Claude Poullart des Places:
Birth of the Spiritans
From Spiritan Missionary News,
Vol. 25 # 2.
They said he
should have gone to the Sorbonne, where his exceptional academic
abilities would have enabled him to get an honours degree in
theology. Coupled with his public speaking gifts, this would assure
Claude Poullart des Places from Brittany of a brilliant career in the
Church. Instead he went to the seminary of Saint Louis Le Grand,
where the poorer seminarians studied and where they gave no degrees.
Claude came from a well-off family. He could have inherited their
wealth and become a nobleman. He finished high school at the age of
fifteen, and then graduated first in his class from a two-year course
in philosophy. He had a rare talent for acting and loved ballet. He
travelled, rode horses, became an accomplished marksman, hunted and
danced. The world awaited this talented eighteen-year-old. At his
father's urging he studied law and after three years was called to
the bar. But he never practised. Much to his parents' disappointment,
he opted to become a priest.
The street kids from Savoy - the chimney sweeps of Paris - were
lonely and homesick in this faceless city. While a seminarian, Claude
became their friend, taught them to read and write, gave them some
basic religious education and looked after them as best he could.
It struck him that many of the seminarians were not much better off.
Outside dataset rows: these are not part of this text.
//! Iteration over the nodes of the current topology.

use std::sync::Arc;

use super::router::Router;
use super::topology::NodeInfo;

/// Iterator over cluster nodes.
///
/// Yields masters only, or masters each followed by their replicas when
/// replica parsing is enabled. If the topology is refreshed while
/// iterating, the iterator starts over once on the new topology; a second
/// refresh ends the iteration.
#[derive(Debug)]
pub struct NodeIterator {
    router: Arc<Router>,
    route_version: u64,
    nodes: std::vec::IntoIter<NodeInfo>,
    restarted: bool,
}

impl NodeIterator {
    pub(crate) fn new(router: Arc<Router>) -> Self {
        let (route_version, nodes) = router.node_snapshot();
        Self {
            router,
            route_version,
            nodes: nodes.into_iter(),
            restarted: false,
        }
    }
}

impl Iterator for NodeIterator {
    type Item = NodeInfo;

    fn next(&mut self) -> Option<NodeInfo> {
        if self.router.route_version() != self.route_version {
            if self.restarted {
                return None;
            }
            self.restarted = true;
            let (route_version, nodes) = self.router.node_snapshot();
            self.route_version = route_version;
            self.nodes = nodes.into_iter();
        }
        self.nodes.next()
    }
}
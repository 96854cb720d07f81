//! RESP frame types.
//!
//! Replies are exposed to callers as [`Frame`] values; commands are
//! encoded as arrays of bulk strings.

/// Frame type definitions.
pub mod types;

pub use types::Frame;
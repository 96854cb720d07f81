//! RESP encoder and decoder.

mod decoder;
mod encoder;

pub use decoder::Decoder;
pub use encoder::Encoder;
pub(crate) use encoder::encoded_len;
use std::fmt;
use std::io;

use thiserror::Error;

/// Result type alias for slotmux operations.
pub type Result<T> = std::result::Result<T, Error>;

/// Errors surfaced by the cluster router and its connections.
#[derive(Debug, Error)]
#[non_exhaustive]
pub enum Error {
    /// An IO error occurred on a node connection.
    #[error("IO error: {source}")]
    Io {
        /// The underlying IO error.
        #[from]
        source: io::Error,
    },

    /// Establishing a connection to a node failed.
    #[error("failed to connect to {address}: {message}")]
    Connect {
        /// Node address (host:port).
        address: String,
        /// Description of the failure.
        message: String,
    },

    /// A connect or command timeout elapsed.
    #[error("timed out waiting for {address}")]
    Timeout {
        /// Node address (host:port).
        address: String,
    },

    /// Authentication was rejected by a node.
    #[error("authentication failed: {message}")]
    Auth {
        /// Error reply returned by the node.
        message: String,
    },

    /// The connection was closed before a reply arrived.
    #[error("connection closed")]
    Closed,

    /// A malformed reply was received.
    #[error("protocol error: {message}")]
    Protocol {
        /// Description of the error.
        message: String,
    },

    /// The server returned an error reply where a value was required.
    #[error("server error: {message}")]
    Server {
        /// Error message from server.
        message: String,
    },

    /// Invalid configuration or command argument.
    #[error("invalid argument: {message}")]
    InvalidArgument {
        /// Description of invalid argument.
        message: String,
    },

    /// No node serves the slot.
    #[error("no route to slot {slot}")]
    NoRoute {
        /// The unmapped slot.
        slot: u16,
    },

    /// A non-splittable command has keys in more than one slot.
    #[error("CROSSSLOT keys of command {command} map to different slots")]
    CrossSlot {
        /// Upper-cased command name.
        command: String,
    },

    /// The cluster reported itself down.
    #[error("CLUSTERDOWN cluster is down")]
    ClusterDown,

    /// An allocation was refused.
    #[error("out of memory")]
    OutOfMemory,

    /// The redirect/error loop reached `max_retry`.
    #[error("too many cluster retries ({attempts} attempts): {last}")]
    RetriesExhausted {
        /// Number of attempts made.
        attempts: usize,
        /// The error seen on the final attempt.
        #[source]
        last: Box<Error>,
    },
}

/// Coarse classification of an [`Error`], stable across versions.
#[derive(Debug, Clone, Copy, PartialEq, Eq, Hash)]
#[non_exhaustive]
pub enum ErrorKind {
    /// Bad address list, option or command shape. Never involves I/O.
    Config,
    /// Slot is not mapped to any node.
    NoRoute,
    /// Keys of a non-splittable command span slots.
    CrossSlot,
    /// I/O failure, timeout, TLS or authentication failure.
    Connection,
    /// Malformed reply.
    Protocol,
    /// Error reply from a node.
    Server,
    /// Allocation failure.
    OutOfMemory,
    /// Retry bound reached.
    RetriesExhausted,
}

impl fmt::Display for ErrorKind {
    fn fmt(&self, f: &mut fmt::Formatter<'_>) -> fmt::Result {
        let name = match self {
            ErrorKind::Config => "config",
            ErrorKind::NoRoute => "no route",
            ErrorKind::CrossSlot => "cross slot",
            ErrorKind::Connection => "connection",
            ErrorKind::Protocol => "protocol",
            ErrorKind::Server => "server",
            ErrorKind::OutOfMemory => "out of memory",
            ErrorKind::RetriesExhausted => "retries exhausted",
        };
        f.write_str(name)
    }
}

impl Error {
    /// Returns the taxonomy bucket of this error.
    pub fn kind(&self) -> ErrorKind {
        match self {
            Error::Io { .. }
            | Error::Connect { .. }
            | Error::Timeout { .. }
            | Error::Auth { .. }
            | Error::Closed => ErrorKind::Connection,
            Error::Protocol { .. } => ErrorKind::Protocol,
            Error::Server { .. } | Error::ClusterDown => ErrorKind::Server,
            Error::InvalidArgument { .. } => ErrorKind::Config,
            Error::NoRoute { .. } => ErrorKind::NoRoute,
            Error::CrossSlot { .. } => ErrorKind::CrossSlot,
            Error::OutOfMemory => ErrorKind::OutOfMemory,
            Error::RetriesExhausted { .. } => ErrorKind::RetriesExhausted,
        }
    }

    /// Returns true if the router may retry the command after this error.
    pub fn is_retryable(&self) -> bool {
        self.kind() == ErrorKind::Connection
    }

    /// Returns true if the connection that produced this error must not be reused.
    pub(crate) fn poisons_connection(&self) -> bool {
        matches!(self.kind(), ErrorKind::Connection | ErrorKind::Protocol)
    }

    pub(crate) fn invalid(message: impl Into<String>) -> Self {
        Error::InvalidArgument {
            message: message.into(),
        }
    }

    pub(crate) fn protocol(message: impl Into<String>) -> Self {
        Error::Protocol {
            message: message.into(),
        }
    }
}

/// Snapshot of the most recent failure recorded on a context.
#[derive(Debug, Clone, PartialEq, Eq)]
pub struct LastError {
    /// Taxonomy bucket.
    pub kind: ErrorKind,
    /// Human-readable description.
    pub message: String,
}

impl From<&Error> for LastError {
    fn from(error: &Error) -> Self {
        Self {
            kind: error.kind(),
            message: error.to_string(),
        }
    }
}

impl fmt::Display for LastError {
    fn fmt(&self, f: &mut fmt::Formatter<'_>) -> fmt::Result {
        write!(f, "{} error: {}", self.kind, self.message)
    }
}

#[cfg(test)]
mod tests {
    use super::*;

    #[test]
    fn test_error_display_io() {
        let io_err = io::Error::new(io::ErrorKind::ConnectionRefused, "connection refused");
        let error = Error::Io { source: io_err };
        assert!(error.to_string().contains("IO error"));
    }

    #[test]
    fn test_error_display_protocol() {
        let error = Error::protocol("invalid frame");
        assert_eq!(error.to_string(), "protocol error: invalid frame");
    }

    #[test]
    fn test_error_display_cross_slot() {
        let error = Error::CrossSlot {
            command: "SUNION".to_string(),
        };
        assert!(error.to_string().starts_with("CROSSSLOT"));
        assert_eq!(error.kind(), ErrorKind::CrossSlot);
    }

    #[test]
    fn test_error_kind_mapping() {
        assert_eq!(Error::Closed.kind(), ErrorKind::Connection);
        assert_eq!(
            Error::Timeout {
                address: "127.0.0.1:7000".into()
            }
            .kind(),
            ErrorKind::Connection
        );
        assert_eq!(
            Error::Auth {
                message: "WRONGPASS".into()
            }
            .kind(),
            ErrorKind::Connection
        );
        assert_eq!(Error::invalid("bad").kind(), ErrorKind::Config);
        assert_eq!(Error::NoRoute { slot: 1 }.kind(), ErrorKind::NoRoute);
        assert_eq!(Error::OutOfMemory.kind(), ErrorKind::OutOfMemory);
        assert_eq!(Error::ClusterDown.kind(), ErrorKind::Server);
    }

    #[test]
    fn test_error_retryable() {
        assert!(Error::Closed.is_retryable());
        assert!(!Error::OutOfMemory.is_retryable());
        assert!(!Error::protocol("x").is_retryable());
        assert!(Error::protocol("x").poisons_connection());
        assert!(!Error::invalid("x").poisons_connection());
    }

    #[test]
    fn test_retries_exhausted_keeps_last() {
        let error = Error::RetriesExhausted {
            attempts: 6,
            last: Box::new(Error::Closed),
        };
        assert_eq!(error.kind(), ErrorKind::RetriesExhausted);
        assert!(error.to_string().contains("connection closed"));
        assert!(std::error::Error::source(&error).is_some());
    }

    #[test]
    fn test_last_error_from_error() {
        let last = LastError::from(&Error::NoRoute { slot: 42 });
        assert_eq!(last.kind, ErrorKind::NoRoute);
        assert_eq!(last.message, "no route to slot 42");
        assert_eq!(last.to_string(), "no route error: no route to slot 42");
    }

    #[test]
    fn test_error_from_io() {
        let io_err = io::Error::new(io::ErrorKind::Other, "test");
        let error: Error = io_err.into();
        assert!(matches!(error, Error::Io { .. }));
    }
}
//! Allocation handle threaded through every cluster context.
//!
//! Each allocation on the request path first asks the context's
//! [`Allocator`] for permission and then performs a fallible reservation.
//! Either refusal surfaces as [`Error::OutOfMemory`]. Tests install a
//! counting allocator to fail the n-th allocation of an API call.

use std::fmt;
use std::sync::Arc;

use crate::proto::error::{Error, Result};

/// Grants or refuses memory reservations.
pub trait Allocator: Send + Sync + fmt::Debug {
    /// Requests permission to allocate `bytes` bytes.
    ///
    /// # Errors
    ///
    /// Returns [`Error::OutOfMemory`] to refuse the allocation.
    fn reserve(&self, bytes: usize) -> Result<()>;
}

/// Allocator that always grants; real exhaustion is still caught by
/// `try_reserve`.
#[derive(Debug, Default, Clone, Copy)]
pub struct SystemAllocator;

impl Allocator for SystemAllocator {
    #[inline]
    fn reserve(&self, _bytes: usize) -> Result<()> {
        Ok(())
    }
}

/// Shared allocator handle.
pub(crate) type AllocatorRef = Arc<dyn Allocator>;

/// Builds an empty vector with room for `len` elements.
pub(crate) fn vec_with_capacity<T>(alloc: &dyn Allocator, len: usize) -> Result<Vec<T>> {
    alloc.reserve(len.saturating_mul(std::mem::size_of::<T>()))?;
    let mut v = Vec::new();
    v.try_reserve_exact(len).map_err(|_| Error::OutOfMemory)?;
    Ok(v)
}

/// Grows `v` so that one more element fits without reallocating.
pub(crate) fn reserve_one<T>(alloc: &dyn Allocator, v: &mut Vec<T>) -> Result<()> {
    if v.len() < v.capacity() {
        return Ok(());
    }
    alloc.reserve(std::mem::size_of::<T>())?;
    v.try_reserve(1).map_err(|_| Error::OutOfMemory)
}
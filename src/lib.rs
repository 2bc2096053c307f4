//! postboard - a server-rendered discussion board.
//!
//! Free and notice boards with session login, ownership checks and
//! paginated title search.

pub mod auth;
pub mod board;
pub mod config;
pub mod datetime;
pub mod db;
pub mod error;
pub mod logging;
pub mod web;

pub use auth::{
    hash_password, register, validate_password, verify_password, PasswordError, PermissionError,
    RegistrationError, RegistrationRequest, SessionError, ValidationError,
};
pub use board::{BoardService, ListQuery, NewPost, Post, PostPage, PostRepository, PostType};
pub use config::Config;
pub use db::{Database, NewUser, Role, User, UserRepository};
pub use error::{BoardError, Result};
pub use web::{create_router, WebServer};
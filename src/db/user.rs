//! User model for postboard.

use std::fmt;
use std::str::FromStr;

/// User role for permission management.
#[derive(Debug, Clone, Copy, PartialEq, Eq, Default)]
pub enum Role {
    /// Regular member.
    #[default]
    Member,
    /// Administrator. May write notices and edit or delete any post.
    Admin,
}

impl Role {
    /// Convert role to database string representation.
    pub fn as_str(&self) -> &'static str {
        match self {
            Role::Member => "member",
            Role::Admin => "admin",
        }
    }

    /// Get display name for the role.
    pub fn display_name(&self) -> &'static str {
        match self {
            Role::Member => "회원",
            Role::Admin => "관리자",
        }
    }
}

impl fmt::Display for Role {
    fn fmt(&self, f: &mut fmt::Formatter<'_>) -> fmt::Result {
        write!(f, "{}", self.as_str())
    }
}

impl FromStr for Role {
    type Err = String;

    fn from_str(s: &str) -> Result<Self, Self::Err> {
        match s.to_lowercase().as_str() {
            "member" => Ok(Role::Member),
            "admin" => Ok(Role::Admin),
            _ => Err(format!("unknown role: {s}")),
        }
    }
}

/// A registered user.
#[derive(Debug, Clone)]
pub struct User {
    /// Unique user ID.
    pub user_id: i64,
    /// Display name shown next to posts.
    pub user_name: String,
    /// Login email (unique, case-insensitive).
    pub email: String,
    /// Password hash (Argon2).
    pub password: String,
    /// User role for permissions.
    pub role: Role,
    /// Account creation timestamp.
    pub created_at: String,
}

impl User {
    /// Check if this user is an administrator.
    pub fn is_admin(&self) -> bool {
        self.role == Role::Admin
    }
}

/// Data for creating a new user.
#[derive(Debug, Clone)]
pub struct NewUser {
    /// Display name.
    pub user_name: String,
    /// Login email.
    pub email: String,
    /// Password hash (should be pre-hashed with Argon2).
    pub password: String,
    /// User role (defaults to Member).
    pub role: Role,
}

impl NewUser {
    /// Create a new member.
    pub fn new(
        user_name: impl Into<String>,
        email: impl Into<String>,
        password: impl Into<String>,
    ) -> Self {
        Self {
            user_name: user_name.into(),
            email: email.into(),
            password: password.into(),
            role: Role::Member,
        }
    }

    /// Set the role.
    pub fn with_role(mut self, role: Role) -> Self {
        self.role = role;
        self
    }
}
In order to pay for their accommodation they had to get minimum wage,
part time jobs. Claude shared his father's allowance with four or
five of the poor students and prevailed on the Jesuits to give them
any leftover food. Eventually he was able to rent a house for about
twelve seminarians. On Pentecost Sunday 1703 he began the community
and seminary consecrated to the Holy Spirit and dedicated to the
Immaculate Conception of Mary. See
Paris 1703
The Seminary of the Holy Spirit
Only poor seminarians were accepted. Claude did not want those who
chose the priesthood as a career. There was one rule for everybody,
staff and seminarians, including Claude: he washed dishes, cleaned
shoes, ran messages and did the shopping just like everyone else. He
expected everyone to "eat with gratitude what was placed before
them and not go looking for something better." In addition to
being poor, the seminarians had to be willing to work in the most
difficult and impoverished parishes, and as hospital chaplains.
Bishops would later seek them for overseas work in the French
colonies. They were trained to be both competent and caring. "A
dedicated priest who lacks learning is blind," said Claude.
"A learned priest who lacks dedication is in danger of falling
into heresy." He gave these penniless future priests a training
that was better and longer than that of most of their contemporaries.
It soon became apparent that he could not do it all by himself. He
gathered a small community of formators who together would shoulder
the responsibility for these young men. This marked the real
beginning of the Spiritans.
Claude himself was ordained in 1707 and less than two years later he
was dead. The severe winter of 1709 proved too much for him. They
cared for him in his seminary as no bed was available in the local
hospital. They buried him in a pauper's plot in the nearby churchyard
of St Etienne - in a common ditch, to be covered over with earth and
used again as needed. An unmarked grave. No monument. But an enduring legacy.